Desoyendo nuestros desinteresados consejos de que se pusiera al volante de su Porsche y partiese en dirección hacia algún lugar recóndito y agradable, donde pudiese relajarse y preparar bien el juicio que le espera (Una semana muy borrascosa, Crónica Global, 22 de julio 2022), la señora Laura Borràs prefiere sostenella y no enmendalla y seguir clavando ruidosos clavos en su propio ataúd.
Ahora, en el acto público de celebración del quinto aniversario del referéndum del 1 de octubre, su risueña y satisfecha complicidad con los abucheos a Carme Forcadell evidenció, más que crueldad o estupidez, una caída sin freno en el patetismo (“angustia o padecimiento moral grande”). La desnortada carrera de esta señora suscita tanto disgusto como piedad, porque la vemos correr ansiosa a la perdición, exhibiendo permanentemente una sonrisa que a veces se disuelve en un rictus más o menos crispado, en el jaleo de un corro de fieles.
La satisfacción que mostró ante los abucheos a la Forcadell (que, como ella, llegó a presidir el Parlament: dato suficientemente elocuente sobre la categoría de esa institución, sin que haya que recordar además a su predecesora Núria de Gispert) indica que ha perdido ya las formas y el decoro, por más que al descubrir que había cámaras compusiera el semblante. Llegados hasta estos niveles no cuesta ya imaginarla, en alguna de sus próximas comparecencias –sea en el Ateneo, en los balcones del Parlament, en TV3% o donde se le ocurra: quién sabe, la señora Borràs es imprevisible y ubicua— como una activista de Femen, o sea con los pechos al aire pintados con un lema reivindicativo, que en su caso podría ser: “Independència, ja!”, por ejemplo. En Barcelona tenemos que acostumbrarnos a estar preparados para lo peor.
Pero el pasado día 1, al que se ha otorgado carácter de memorial histórico, más acongojaba la víctima de sus risitas, la antes mentada Carme Forcadell. En lo alto del escenario y tras el micrófono, envejecida por ley de vida, pero sin duda también por el sufrimiento de sus años de cárcel (y tal vez por la conciencia del daño causado a la sociedad), conservando, si acaso un poco cascada, la voz taladrante de sus buenos tiempos, clamaba ante los suyos. Los mismos que en días felices la aplaudían y seguían. Ahora les dijo que comprendía su decepción, que compartía esa decepción… pero que… En fin: imploraba comprensión.
Pero el personal, en vez de reconocer en ella a quien ha padecido por los compartidos ideales, la silbaban, la abucheaban, la llamaban botiflera, la execraban.

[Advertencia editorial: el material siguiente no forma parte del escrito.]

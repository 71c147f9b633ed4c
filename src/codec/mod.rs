//! Mapping between letter grades and the per-dimension categories stored with reports.
//!
//! Every stored category ladder has four rungs while grades have five, so the mapping is
//! lossy at the bottom:
//!
//! | Grade | Quality   | Construction | Durability | Ethics     |
//! |-------|-----------|--------------|------------|------------|
//! | A     | Excellent | Premium      | 5+ Years   | Positive   |
//! | B     | Good      | Quality      | 3-4 Years  | Good       |
//! | C     | Average   | Standard     | 2-3 Years  | Neutral    |
//! | D     | Fair      | Basic        | 1-2 Years  | Concerning |
//! | F     | Fair      | Basic        | 1-2 Years  | Concerning |
//!
//! Decoding the bottom rung always yields `D`; an `F` does not survive persistence.

mod validate;

pub use validate::{parse_category, validate_category, validate_overall_score, RawValue};

use std::fmt;

use serde::{Deserialize, Serialize};

use crate::grading::{Dimension, Grade};

/// Four-rung category ladder owned by one dimension.
pub trait CategoryScale: Copy + Eq + 'static {
    const DIMENSION: Dimension;
    /// Rungs ordered from best to worst.
    const LADDER: [Self; 4];

    fn label(self) -> &'static str;

    /// Fallback rung for unrecognized input.
    fn neutral() -> Self {
        Self::LADDER[2]
    }

    fn from_label(raw: &str) -> Option<Self> {
        Self::LADDER
            .into_iter()
            .find(|category| category.label() == raw)
    }

    fn encode(grade: Grade) -> Self {
        match grade {
            Grade::A => Self::LADDER[0],
            Grade::B => Self::LADDER[1],
            Grade::C => Self::LADDER[2],
            Grade::D | Grade::F => Self::LADDER[3],
        }
    }

    fn decode(self) -> Grade {
        match Self::LADDER.iter().position(|rung| *rung == self) {
            Some(0) => Grade::A,
            Some(1) => Grade::B,
            Some(3) => Grade::D,
            _ => Grade::C,
        }
    }
}

macro_rules! category_scale {
    (
        $(#[$meta:meta])*
        $name:ident, $dimension:expr, [$($variant:ident => $label:literal),+ $(,)?]
    ) => {
        $(#[$meta])*
        #[derive(Debug, Clone, Copy, PartialEq, Eq, Hash, Serialize, Deserialize)]
        pub enum $name {
            $(
                #[serde(rename = $label)]
                $variant,
            )+
        }

        impl CategoryScale for $name {
            const DIMENSION: Dimension = $dimension;
            const LADDER: [Self; 4] = [$($name::$variant),+];

            fn label(self) -> &'static str {
                match self {
                    $($name::$variant => $label,)+
                }
            }
        }

        impl fmt::Display for $name {
            fn fmt(&self, f: &mut fmt::Formatter<'_>) -> fmt::Result {
                f.write_str(self.label())
            }
        }
    };
}

category_scale!(
    /// Stored vocabulary for the quality dimension.
    QualityCategory,
    Dimension::Quality,
    [Excellent => "Excellent", Good => "Good", Average => "Average", Fair => "Fair"]
);

category_scale!(
    /// Stored vocabulary for the construction dimension.
    ConstructionCategory,
    Dimension::Construction,
    [Premium => "Premium", Quality => "Quality", Standard => "Standard", Basic => "Basic"]
);

category_scale!(
    /// Stored vocabulary for the durability dimension, expressed as expected lifespan.
    DurabilityCategory,
    Dimension::Durability,
    [
        FivePlusYears => "5+ Years",
        ThreeToFourYears => "3-4 Years",
        TwoToThreeYears => "2-3 Years",
        OneToTwoYears => "1-2 Years",
    ]
);

category_scale!(
    /// Stored vocabulary for the ethics dimension.
    EthicsCategory,
    Dimension::Ethics,
    [Positive => "Positive", Good => "Good", Neutral => "Neutral", Concerning => "Concerning"]
);

/// A stored category tagged with the dimension whose ladder it belongs to.
#[derive(Debug, Clone, Copy, PartialEq, Eq, Hash, Serialize, Deserialize)]
#[serde(tag = "dimension", content = "category", rename_all = "snake_case")]
pub enum ExternalCategory {
    Quality(QualityCategory),
    Construction(ConstructionCategory),
    Durability(DurabilityCategory),
    Ethics(EthicsCategory),
}

impl ExternalCategory {
    pub fn dimension(self) -> Dimension {
        match self {
            ExternalCategory::Quality(_) => Dimension::Quality,
            ExternalCategory::Construction(_) => Dimension::Construction,
            ExternalCategory::Durability(_) => Dimension::Durability,
            ExternalCategory::Ethics(_) => Dimension::Ethics,
        }
    }

    pub fn label(self) -> &'static str {
        match self {
            ExternalCategory::Quality(category) => category.label(),
            ExternalCategory::Construction(category) => category.label(),
            ExternalCategory::Durability(category) => category.label(),
            ExternalCategory::Ethics(category) => category.label(),
        }
    }

    /// The dimension's fallback category.
    pub fn neutral(dimension: Dimension) -> Self {
        match dimension {
            Dimension::Quality => ExternalCategory::Quality(QualityCategory::neutral()),
            Dimension::Construction => {
                ExternalCategory::Construction(ConstructionCategory::neutral())
            }
            Dimension::Durability => ExternalCategory::Durability(DurabilityCategory::neutral()),
            Dimension::Ethics => ExternalCategory::Ethics(EthicsCategory::neutral()),
        }
    }

    /// Exact match against the dimension's ladder labels.
    pub fn from_label(dimension: Dimension, raw: &str) -> Option<Self> {
        match dimension {
            Dimension::Quality => QualityCategory::from_label(raw).map(ExternalCategory::Quality),
            Dimension::Construction => {
                ConstructionCategory::from_label(raw).map(ExternalCategory::Construction)
            }
            Dimension::Durability => {
                DurabilityCategory::from_label(raw).map(ExternalCategory::Durability)
            }
            Dimension::Ethics => EthicsCategory::from_label(raw).map(ExternalCategory::Ethics),
        }
    }

    fn decode(self) -> Grade {
        match self {
            ExternalCategory::Quality(category) => category.decode(),
            ExternalCategory::Construction(category) => category.decode(),
            ExternalCategory::Durability(category) => category.decode(),
            ExternalCategory::Ethics(category) => category.decode(),
        }
    }
}

impl fmt::Display for ExternalCategory {
    fn fmt(&self, f: &mut fmt::Formatter<'_>) -> fmt::Result {
        f.write_str(self.label())
    }
}

pub fn encode_grade(dimension: Dimension, grade: Grade) -> ExternalCategory {
    match dimension {
        Dimension::Quality => ExternalCategory::Quality(QualityCategory::encode(grade)),
        Dimension::Construction => {
            ExternalCategory::Construction(ConstructionCategory::encode(grade))
        }
        Dimension::Durability => ExternalCategory::Durability(DurabilityCategory::encode(grade)),
        Dimension::Ethics => ExternalCategory::Ethics(EthicsCategory::encode(grade)),
    }
}

/// Encodes a raw grade label; anything other than `A`-`F` lands on the neutral rung.
pub fn encode_grade_label(dimension: Dimension, raw: &str) -> ExternalCategory {
    match Grade::parse(raw) {
        Some(grade) => encode_grade(dimension, grade),
        None => ExternalCategory::neutral(dimension),
    }
}

/// A category from another dimension's ladder is unrecognized and decodes to `C`.
pub fn decode_grade(dimension: Dimension, category: ExternalCategory) -> Grade {
    if category.dimension() == dimension {
        category.decode()
    } else {
        Grade::C
    }
}

/// Decodes a raw stored label; missing or unknown labels decode to `C`.
pub fn decode_grade_label(dimension: Dimension, raw: Option<&str>) -> Grade {
    raw.and_then(|label| ExternalCategory::from_label(dimension, label))
        .map(|category| decode_grade(dimension, category))
        .unwrap_or(Grade::C)
}

/// Full grade-to-category table for a dimension, including the collapsed bottom rung.
pub fn encoding_table(dimension: Dimension) -> [(Grade, ExternalCategory); 5] {
    Grade::ALL.map(|grade| (grade, encode_grade(dimension, grade)))
}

Solo les faltó tirarle tomates y alguna que otra hortaliza. La masa no perdona la derrota y los frustrados vuelven su rencor impotente contra quien más cerca esté, incluso aunque sea quien más les quiere, es una ley psicológica de validez universal.
La tomatina anti-Forcadell fue una injusticia, pues los energúmenos que la acusaban de traidora no han pasado como ella por el calvario de la cautividad, que, merecida o no, automáticamente debería otorgarle, por lo menos ante ellos, un plus de autenticidad o coherencia y de respeto. Pero está visto que los lazis no respetan ni a sus propios capitanes caídos en desgracia.
No nos gustó ver aquello por la tele. En verdad que era un espectáculo patético y demasiado humano o infrahumano. Cambiamos de canal, zapeamos hasta otro donde echaban una de vaqueros. La peli acababa con un duelo en la calle: el pistolero bueno ganaba, el malo mordía el polvo. Mucho mejor que en la vida real.
Luego, volviendo a pensar en la humillada señora Forcadell, nos dieron ganas de recomendarle que no vuelva voluntariamente a someterse a un trance semejante. Que se olvide de una vez de toda esta fantasmagoría tan desdichada y de los efervescentes años perdidos, y que relea atentamente el Cándido de Voltaire, prestando especial atención al consejo final panglosiano: hay que dedicarse a cultivar el propio huerto o jardín.
Aunque, como ella hace –según una foto que en su momento también encendió la ira lazi—, no lo riegue con manguera ni con regadera sino con una urna de plástico chino de aquella jornada fatal.